RECORD SET

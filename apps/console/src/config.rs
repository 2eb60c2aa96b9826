use std::{fs, path::Path, time::Duration};

use anyhow::{bail, Context};
use serde::Deserialize;
use url::Url;

pub const DEFAULT_CONFIG_PATH: &str = "hrms.toml";

#[derive(Debug, Clone, PartialEq, Eq)]
pub struct Settings {
    pub api_url: String,
    pub request_timeout_secs: u64,
    pub notification_ttl_ms: u64,
}

impl Default for Settings {
    fn default() -> Self {
        Self {
            api_url: "http://localhost:8000".into(),
            request_timeout_secs: 10,
            notification_ttl_ms: 4000,
        }
    }
}

#[derive(Debug, Default, Deserialize)]
struct FileSettings {
    api_url: Option<String>,
    request_timeout_secs: Option<u64>,
    notification_ttl_ms: Option<u64>,
}

impl Settings {
    pub fn api_base_url(&self) -> anyhow::Result<Url> {
        let url = Url::parse(self.api_url.trim())
            .with_context(|| format!("invalid api url '{}'", self.api_url))?;
        if !matches!(url.scheme(), "http" | "https") {
            bail!("api url '{}' must use http or https", self.api_url);
        }
        Ok(url)
    }

    pub fn request_timeout(&self) -> Duration {
        Duration::from_secs(self.request_timeout_secs.max(1))
    }

    pub fn notification_ttl(&self) -> Duration {
        Duration::from_millis(self.notification_ttl_ms)
    }
}

/// Defaults, then the optional config file, then environment overrides.
pub fn load_settings(config_path: &Path) -> Settings {
    load_settings_with(config_path, |key| std::env::var(key).ok())
}

fn load_settings_with(config_path: &Path, env: impl Fn(&str) -> Option<String>) -> Settings {
    let mut settings = Settings::default();

    if let Ok(raw) = fs::read_to_string(config_path) {
        match toml::from_str::<FileSettings>(&raw) {
            Ok(file_cfg) => {
                if let Some(v) = file_cfg.api_url {
                    settings.api_url = v;
                }
                if let Some(v) = file_cfg.request_timeout_secs {
                    settings.request_timeout_secs = v;
                }
                if let Some(v) = file_cfg.notification_ttl_ms {
                    settings.notification_ttl_ms = v;
                }
            }
            Err(err) => tracing::warn!(
                path = %config_path.display(),
                "ignoring malformed config file: {err}"
            ),
        }
    }

    if let Some(v) = env("HRMS_API_URL") {
        settings.api_url = v;
    }
    if let Some(v) = env("APP__API_URL") {
        settings.api_url = v;
    }

    if let Some(v) = env("APP__REQUEST_TIMEOUT_SECS") {
        if let Ok(parsed) = v.parse::<u64>() {
            settings.request_timeout_secs = parsed;
        }
    }
    if let Some(v) = env("APP__NOTIFICATION_TTL_MS") {
        if let Ok(parsed) = v.parse::<u64>() {
            settings.notification_ttl_ms = parsed;
        }
    }

    settings
}

#[cfg(test)]
#[path = "tests/config_tests.rs"]
mod tests;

DIRECTIONS
Consider the entries above and return each line with the string "impl".

FINISHED TASK
impl Default for Settings {
impl Settings {
fn load_settings_with(config_path: &Path, env: impl Fn(&str) -> Option<String>) -> Settings {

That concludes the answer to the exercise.